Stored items
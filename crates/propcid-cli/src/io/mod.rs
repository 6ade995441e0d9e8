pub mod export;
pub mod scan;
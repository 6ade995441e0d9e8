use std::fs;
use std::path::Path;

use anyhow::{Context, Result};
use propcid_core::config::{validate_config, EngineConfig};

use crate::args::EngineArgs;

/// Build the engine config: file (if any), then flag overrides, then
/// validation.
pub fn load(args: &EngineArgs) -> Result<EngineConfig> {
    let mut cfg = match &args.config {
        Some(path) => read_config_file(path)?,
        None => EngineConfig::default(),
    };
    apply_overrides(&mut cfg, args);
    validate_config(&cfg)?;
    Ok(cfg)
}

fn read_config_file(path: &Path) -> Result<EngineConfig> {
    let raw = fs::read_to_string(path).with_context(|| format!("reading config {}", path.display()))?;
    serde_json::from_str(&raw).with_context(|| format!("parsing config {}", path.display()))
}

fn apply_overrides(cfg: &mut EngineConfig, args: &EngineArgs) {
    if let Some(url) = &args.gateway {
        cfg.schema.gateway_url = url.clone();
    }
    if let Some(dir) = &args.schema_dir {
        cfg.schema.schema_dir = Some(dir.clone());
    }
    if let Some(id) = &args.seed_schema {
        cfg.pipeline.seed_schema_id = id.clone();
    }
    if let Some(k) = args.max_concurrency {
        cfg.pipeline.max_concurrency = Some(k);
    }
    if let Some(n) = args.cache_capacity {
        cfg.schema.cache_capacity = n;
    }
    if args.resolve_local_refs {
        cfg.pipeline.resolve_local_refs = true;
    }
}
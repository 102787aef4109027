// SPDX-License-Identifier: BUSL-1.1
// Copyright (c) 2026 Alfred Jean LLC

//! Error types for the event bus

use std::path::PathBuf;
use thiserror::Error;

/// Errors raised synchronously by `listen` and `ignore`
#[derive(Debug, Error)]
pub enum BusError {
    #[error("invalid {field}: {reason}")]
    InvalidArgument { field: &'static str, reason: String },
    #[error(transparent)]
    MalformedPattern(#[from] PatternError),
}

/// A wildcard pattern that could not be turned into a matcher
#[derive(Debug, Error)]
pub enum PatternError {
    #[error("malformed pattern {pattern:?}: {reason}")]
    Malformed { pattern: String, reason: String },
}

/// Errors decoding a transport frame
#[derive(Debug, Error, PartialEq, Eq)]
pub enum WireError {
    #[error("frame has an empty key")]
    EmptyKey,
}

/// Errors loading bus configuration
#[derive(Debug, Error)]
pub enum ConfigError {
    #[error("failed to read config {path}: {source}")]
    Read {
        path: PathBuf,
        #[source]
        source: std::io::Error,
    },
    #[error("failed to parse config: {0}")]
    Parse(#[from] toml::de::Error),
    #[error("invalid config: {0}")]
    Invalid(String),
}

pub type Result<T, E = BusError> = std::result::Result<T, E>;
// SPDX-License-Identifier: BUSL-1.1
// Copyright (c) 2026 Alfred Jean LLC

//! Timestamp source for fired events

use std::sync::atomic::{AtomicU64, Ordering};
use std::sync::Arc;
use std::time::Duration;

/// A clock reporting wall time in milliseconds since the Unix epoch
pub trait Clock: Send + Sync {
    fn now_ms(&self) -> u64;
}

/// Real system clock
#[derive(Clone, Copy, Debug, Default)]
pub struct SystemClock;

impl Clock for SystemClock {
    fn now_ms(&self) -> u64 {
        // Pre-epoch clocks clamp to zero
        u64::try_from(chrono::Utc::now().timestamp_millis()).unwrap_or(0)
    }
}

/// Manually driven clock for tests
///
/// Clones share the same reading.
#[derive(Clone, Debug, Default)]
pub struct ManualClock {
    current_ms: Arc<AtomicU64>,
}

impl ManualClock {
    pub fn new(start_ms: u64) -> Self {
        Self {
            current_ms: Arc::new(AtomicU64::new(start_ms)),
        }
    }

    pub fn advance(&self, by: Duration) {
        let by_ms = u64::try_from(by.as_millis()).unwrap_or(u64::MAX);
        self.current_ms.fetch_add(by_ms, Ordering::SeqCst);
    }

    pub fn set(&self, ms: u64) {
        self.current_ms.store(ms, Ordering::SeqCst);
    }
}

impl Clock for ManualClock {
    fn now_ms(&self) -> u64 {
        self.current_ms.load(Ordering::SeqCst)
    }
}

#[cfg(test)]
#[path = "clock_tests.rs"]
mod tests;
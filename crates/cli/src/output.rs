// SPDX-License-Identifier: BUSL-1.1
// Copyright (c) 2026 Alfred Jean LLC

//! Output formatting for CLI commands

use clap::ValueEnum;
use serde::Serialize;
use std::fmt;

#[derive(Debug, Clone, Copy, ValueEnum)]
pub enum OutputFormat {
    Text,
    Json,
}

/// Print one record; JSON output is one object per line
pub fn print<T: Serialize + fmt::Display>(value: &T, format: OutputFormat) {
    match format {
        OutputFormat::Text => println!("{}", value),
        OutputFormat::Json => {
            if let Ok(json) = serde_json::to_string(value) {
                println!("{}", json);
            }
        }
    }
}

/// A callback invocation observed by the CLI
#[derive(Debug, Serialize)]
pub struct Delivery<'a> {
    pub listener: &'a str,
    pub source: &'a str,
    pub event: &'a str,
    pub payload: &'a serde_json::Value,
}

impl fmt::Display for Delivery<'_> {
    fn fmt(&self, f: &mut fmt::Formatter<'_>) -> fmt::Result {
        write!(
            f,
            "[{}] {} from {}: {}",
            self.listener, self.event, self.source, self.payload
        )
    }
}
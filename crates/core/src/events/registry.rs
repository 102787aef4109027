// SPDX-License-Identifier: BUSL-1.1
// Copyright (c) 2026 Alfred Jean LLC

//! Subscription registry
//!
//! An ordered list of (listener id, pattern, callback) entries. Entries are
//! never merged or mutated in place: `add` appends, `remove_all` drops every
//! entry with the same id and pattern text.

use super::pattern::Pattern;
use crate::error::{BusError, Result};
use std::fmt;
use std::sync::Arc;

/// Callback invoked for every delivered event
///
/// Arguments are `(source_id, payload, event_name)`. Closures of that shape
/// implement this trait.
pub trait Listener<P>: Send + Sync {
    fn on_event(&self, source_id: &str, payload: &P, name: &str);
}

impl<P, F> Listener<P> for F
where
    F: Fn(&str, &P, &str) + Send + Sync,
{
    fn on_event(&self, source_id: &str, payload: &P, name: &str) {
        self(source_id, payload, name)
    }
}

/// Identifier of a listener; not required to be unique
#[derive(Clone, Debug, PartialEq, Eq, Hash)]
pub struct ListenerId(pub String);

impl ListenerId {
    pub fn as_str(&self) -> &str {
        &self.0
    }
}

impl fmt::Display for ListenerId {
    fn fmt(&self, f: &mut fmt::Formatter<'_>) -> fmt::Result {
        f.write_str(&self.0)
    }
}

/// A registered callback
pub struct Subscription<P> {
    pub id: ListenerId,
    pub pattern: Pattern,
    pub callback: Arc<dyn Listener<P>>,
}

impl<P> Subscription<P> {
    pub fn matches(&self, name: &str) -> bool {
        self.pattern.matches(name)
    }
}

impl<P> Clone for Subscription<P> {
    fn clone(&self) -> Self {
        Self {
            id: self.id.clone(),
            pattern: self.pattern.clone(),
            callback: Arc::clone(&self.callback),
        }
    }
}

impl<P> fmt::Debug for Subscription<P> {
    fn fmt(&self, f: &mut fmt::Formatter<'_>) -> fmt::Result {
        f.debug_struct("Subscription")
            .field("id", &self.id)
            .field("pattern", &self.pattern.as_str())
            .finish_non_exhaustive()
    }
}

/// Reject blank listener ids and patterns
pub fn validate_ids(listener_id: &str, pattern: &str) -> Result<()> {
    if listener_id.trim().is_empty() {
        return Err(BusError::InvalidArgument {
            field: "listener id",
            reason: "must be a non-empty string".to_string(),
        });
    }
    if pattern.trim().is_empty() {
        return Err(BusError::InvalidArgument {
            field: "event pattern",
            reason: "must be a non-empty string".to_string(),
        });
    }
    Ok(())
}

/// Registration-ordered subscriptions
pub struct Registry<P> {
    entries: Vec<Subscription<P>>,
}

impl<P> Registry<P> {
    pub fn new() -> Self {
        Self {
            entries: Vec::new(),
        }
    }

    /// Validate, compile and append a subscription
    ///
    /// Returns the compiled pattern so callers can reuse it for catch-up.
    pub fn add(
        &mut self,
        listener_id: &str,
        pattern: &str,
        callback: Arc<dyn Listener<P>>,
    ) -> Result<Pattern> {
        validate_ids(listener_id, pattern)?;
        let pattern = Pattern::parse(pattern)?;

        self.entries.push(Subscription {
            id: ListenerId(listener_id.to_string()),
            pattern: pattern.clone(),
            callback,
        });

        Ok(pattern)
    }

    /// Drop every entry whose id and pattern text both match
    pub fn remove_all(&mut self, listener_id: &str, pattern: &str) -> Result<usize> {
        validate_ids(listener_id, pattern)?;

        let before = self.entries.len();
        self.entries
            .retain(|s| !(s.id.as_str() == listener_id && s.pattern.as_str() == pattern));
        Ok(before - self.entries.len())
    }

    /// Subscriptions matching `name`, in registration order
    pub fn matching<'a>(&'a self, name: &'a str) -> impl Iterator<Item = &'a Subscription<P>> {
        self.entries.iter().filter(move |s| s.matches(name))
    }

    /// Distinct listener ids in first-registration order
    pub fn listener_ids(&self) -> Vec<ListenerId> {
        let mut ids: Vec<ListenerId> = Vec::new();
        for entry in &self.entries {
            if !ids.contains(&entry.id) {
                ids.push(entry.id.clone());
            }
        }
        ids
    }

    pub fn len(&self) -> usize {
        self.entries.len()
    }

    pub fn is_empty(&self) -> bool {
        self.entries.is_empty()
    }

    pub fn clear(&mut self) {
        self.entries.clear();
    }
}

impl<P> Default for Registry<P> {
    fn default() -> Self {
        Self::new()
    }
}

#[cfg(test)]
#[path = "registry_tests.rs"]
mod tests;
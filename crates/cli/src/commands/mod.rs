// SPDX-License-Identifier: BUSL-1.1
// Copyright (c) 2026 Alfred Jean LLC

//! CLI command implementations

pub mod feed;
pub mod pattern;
---
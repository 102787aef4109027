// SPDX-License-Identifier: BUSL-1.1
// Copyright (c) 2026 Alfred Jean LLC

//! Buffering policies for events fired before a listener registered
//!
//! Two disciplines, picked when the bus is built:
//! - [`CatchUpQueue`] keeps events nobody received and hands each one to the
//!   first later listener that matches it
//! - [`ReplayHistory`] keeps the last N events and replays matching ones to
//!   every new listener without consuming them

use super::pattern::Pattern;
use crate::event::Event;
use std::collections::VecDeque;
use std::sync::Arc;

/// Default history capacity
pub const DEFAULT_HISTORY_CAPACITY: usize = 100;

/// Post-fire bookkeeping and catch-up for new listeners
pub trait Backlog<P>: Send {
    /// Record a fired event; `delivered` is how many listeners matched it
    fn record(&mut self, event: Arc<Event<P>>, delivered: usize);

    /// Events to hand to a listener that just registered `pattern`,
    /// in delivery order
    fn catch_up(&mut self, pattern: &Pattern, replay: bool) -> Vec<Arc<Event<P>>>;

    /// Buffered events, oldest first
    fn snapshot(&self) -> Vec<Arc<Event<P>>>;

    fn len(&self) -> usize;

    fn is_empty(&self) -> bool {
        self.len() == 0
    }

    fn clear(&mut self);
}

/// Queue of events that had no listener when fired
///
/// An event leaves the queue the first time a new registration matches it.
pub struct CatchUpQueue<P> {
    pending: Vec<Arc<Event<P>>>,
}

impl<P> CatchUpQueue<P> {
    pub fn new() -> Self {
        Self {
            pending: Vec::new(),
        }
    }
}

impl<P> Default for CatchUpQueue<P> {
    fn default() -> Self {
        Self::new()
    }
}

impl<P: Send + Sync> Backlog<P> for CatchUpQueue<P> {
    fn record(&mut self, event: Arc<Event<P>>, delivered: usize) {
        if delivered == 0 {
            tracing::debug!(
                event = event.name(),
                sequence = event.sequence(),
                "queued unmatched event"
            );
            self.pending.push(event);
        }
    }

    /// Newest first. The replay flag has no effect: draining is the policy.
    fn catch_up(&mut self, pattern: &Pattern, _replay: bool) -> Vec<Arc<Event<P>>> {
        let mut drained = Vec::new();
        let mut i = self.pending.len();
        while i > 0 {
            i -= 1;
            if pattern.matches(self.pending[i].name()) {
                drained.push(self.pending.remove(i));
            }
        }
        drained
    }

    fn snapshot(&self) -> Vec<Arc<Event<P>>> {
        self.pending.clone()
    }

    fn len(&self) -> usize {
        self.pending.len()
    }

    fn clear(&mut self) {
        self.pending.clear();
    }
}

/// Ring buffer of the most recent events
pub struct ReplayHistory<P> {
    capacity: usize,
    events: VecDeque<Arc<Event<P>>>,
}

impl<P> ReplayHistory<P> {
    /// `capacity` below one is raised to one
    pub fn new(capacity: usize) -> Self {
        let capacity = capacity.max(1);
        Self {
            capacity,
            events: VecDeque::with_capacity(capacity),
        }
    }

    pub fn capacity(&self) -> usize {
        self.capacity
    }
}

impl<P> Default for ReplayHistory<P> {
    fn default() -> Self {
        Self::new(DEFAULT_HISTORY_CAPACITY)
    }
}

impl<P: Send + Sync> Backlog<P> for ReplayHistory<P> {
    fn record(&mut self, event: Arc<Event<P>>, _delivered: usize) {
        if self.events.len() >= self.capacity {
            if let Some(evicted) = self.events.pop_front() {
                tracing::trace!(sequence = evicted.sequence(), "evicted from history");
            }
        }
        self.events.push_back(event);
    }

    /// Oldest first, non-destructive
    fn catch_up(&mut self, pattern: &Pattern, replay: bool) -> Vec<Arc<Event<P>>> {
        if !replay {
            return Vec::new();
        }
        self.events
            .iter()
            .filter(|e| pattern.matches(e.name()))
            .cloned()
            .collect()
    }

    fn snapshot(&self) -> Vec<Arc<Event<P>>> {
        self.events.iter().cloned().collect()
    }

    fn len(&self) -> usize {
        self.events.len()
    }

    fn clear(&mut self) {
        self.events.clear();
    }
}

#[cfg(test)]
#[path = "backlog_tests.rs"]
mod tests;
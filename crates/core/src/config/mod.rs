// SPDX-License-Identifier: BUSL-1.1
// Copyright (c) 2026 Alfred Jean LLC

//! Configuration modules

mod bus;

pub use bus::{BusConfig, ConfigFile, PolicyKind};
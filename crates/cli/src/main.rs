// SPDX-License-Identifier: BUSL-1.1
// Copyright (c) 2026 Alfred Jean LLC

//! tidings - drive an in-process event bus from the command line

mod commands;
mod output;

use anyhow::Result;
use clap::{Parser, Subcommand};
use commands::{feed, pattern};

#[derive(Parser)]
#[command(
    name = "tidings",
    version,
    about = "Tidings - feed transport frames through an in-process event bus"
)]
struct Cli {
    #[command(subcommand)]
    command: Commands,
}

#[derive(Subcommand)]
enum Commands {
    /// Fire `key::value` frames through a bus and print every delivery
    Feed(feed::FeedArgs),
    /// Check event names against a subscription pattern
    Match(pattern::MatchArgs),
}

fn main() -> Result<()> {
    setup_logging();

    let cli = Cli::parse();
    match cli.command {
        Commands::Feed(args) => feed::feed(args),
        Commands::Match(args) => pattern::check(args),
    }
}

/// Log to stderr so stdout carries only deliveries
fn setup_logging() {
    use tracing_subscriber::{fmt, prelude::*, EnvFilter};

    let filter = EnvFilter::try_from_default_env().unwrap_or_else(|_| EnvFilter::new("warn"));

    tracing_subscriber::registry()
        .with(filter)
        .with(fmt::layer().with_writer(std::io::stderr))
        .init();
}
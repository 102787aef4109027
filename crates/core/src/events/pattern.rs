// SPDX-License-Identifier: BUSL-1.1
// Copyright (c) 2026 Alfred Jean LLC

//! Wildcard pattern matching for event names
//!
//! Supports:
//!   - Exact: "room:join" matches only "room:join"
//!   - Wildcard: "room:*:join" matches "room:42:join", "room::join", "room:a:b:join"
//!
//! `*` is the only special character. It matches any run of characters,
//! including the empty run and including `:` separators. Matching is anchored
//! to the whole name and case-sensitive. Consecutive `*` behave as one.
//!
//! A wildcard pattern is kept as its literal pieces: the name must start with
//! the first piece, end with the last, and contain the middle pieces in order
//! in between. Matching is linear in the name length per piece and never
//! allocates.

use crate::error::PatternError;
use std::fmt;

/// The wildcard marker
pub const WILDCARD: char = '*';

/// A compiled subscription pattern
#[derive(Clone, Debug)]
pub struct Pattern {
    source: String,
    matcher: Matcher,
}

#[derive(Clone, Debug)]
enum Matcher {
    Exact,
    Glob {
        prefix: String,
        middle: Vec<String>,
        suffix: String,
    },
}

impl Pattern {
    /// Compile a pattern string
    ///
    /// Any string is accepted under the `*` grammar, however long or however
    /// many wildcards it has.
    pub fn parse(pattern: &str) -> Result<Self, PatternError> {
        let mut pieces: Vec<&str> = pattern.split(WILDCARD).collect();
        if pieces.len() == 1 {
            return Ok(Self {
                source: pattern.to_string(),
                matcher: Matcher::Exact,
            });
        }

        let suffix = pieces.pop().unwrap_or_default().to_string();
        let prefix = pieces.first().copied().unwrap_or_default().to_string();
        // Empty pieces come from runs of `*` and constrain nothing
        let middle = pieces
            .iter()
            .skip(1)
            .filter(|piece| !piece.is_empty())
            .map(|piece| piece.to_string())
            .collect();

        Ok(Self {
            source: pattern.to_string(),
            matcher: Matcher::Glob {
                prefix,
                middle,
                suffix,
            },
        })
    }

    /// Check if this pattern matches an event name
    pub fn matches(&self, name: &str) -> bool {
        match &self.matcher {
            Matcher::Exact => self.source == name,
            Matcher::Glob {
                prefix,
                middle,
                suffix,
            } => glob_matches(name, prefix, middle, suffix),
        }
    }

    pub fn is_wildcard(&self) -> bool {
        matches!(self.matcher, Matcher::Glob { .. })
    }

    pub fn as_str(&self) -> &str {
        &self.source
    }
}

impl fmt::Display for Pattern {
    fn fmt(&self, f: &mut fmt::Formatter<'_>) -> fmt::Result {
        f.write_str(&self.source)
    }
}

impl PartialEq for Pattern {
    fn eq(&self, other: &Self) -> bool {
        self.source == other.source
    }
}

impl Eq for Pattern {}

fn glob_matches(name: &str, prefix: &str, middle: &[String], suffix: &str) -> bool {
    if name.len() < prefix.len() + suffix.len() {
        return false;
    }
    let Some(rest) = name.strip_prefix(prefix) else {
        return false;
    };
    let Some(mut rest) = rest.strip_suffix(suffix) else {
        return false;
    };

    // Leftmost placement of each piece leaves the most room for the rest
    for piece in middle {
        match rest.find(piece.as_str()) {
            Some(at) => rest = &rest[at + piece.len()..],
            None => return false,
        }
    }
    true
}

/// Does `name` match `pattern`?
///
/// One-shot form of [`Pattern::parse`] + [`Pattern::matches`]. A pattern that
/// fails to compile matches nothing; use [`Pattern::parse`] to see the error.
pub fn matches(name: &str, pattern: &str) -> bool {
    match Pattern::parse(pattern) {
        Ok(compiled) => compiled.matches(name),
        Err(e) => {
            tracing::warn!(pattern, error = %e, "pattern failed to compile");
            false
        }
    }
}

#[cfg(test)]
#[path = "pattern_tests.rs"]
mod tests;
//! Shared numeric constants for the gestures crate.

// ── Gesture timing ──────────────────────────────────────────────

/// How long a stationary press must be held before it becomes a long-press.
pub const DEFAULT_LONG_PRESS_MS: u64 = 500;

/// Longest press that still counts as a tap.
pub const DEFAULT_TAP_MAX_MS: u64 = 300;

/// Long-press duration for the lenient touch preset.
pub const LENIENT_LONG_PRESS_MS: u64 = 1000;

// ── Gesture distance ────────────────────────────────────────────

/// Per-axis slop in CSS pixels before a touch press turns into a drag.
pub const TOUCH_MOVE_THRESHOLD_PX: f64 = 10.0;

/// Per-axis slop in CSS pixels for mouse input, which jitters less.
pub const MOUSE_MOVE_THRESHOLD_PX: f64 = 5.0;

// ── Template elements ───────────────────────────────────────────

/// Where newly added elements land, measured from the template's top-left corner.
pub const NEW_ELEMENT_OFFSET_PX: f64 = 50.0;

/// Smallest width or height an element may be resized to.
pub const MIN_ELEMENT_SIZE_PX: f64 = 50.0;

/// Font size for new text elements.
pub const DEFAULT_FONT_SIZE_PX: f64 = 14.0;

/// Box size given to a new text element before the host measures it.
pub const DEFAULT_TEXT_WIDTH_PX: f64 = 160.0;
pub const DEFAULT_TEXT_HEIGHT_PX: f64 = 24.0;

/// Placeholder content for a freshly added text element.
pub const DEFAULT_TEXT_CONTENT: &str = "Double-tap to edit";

- [Required action]: Each line of the data that includes "Serialize" should be copied.

- [The answer]:
use serde::Serialize;
pub fn print<T: Serialize + fmt::Display>(value: &T, format: OutputFormat) {
#[derive(Debug, Serialize)]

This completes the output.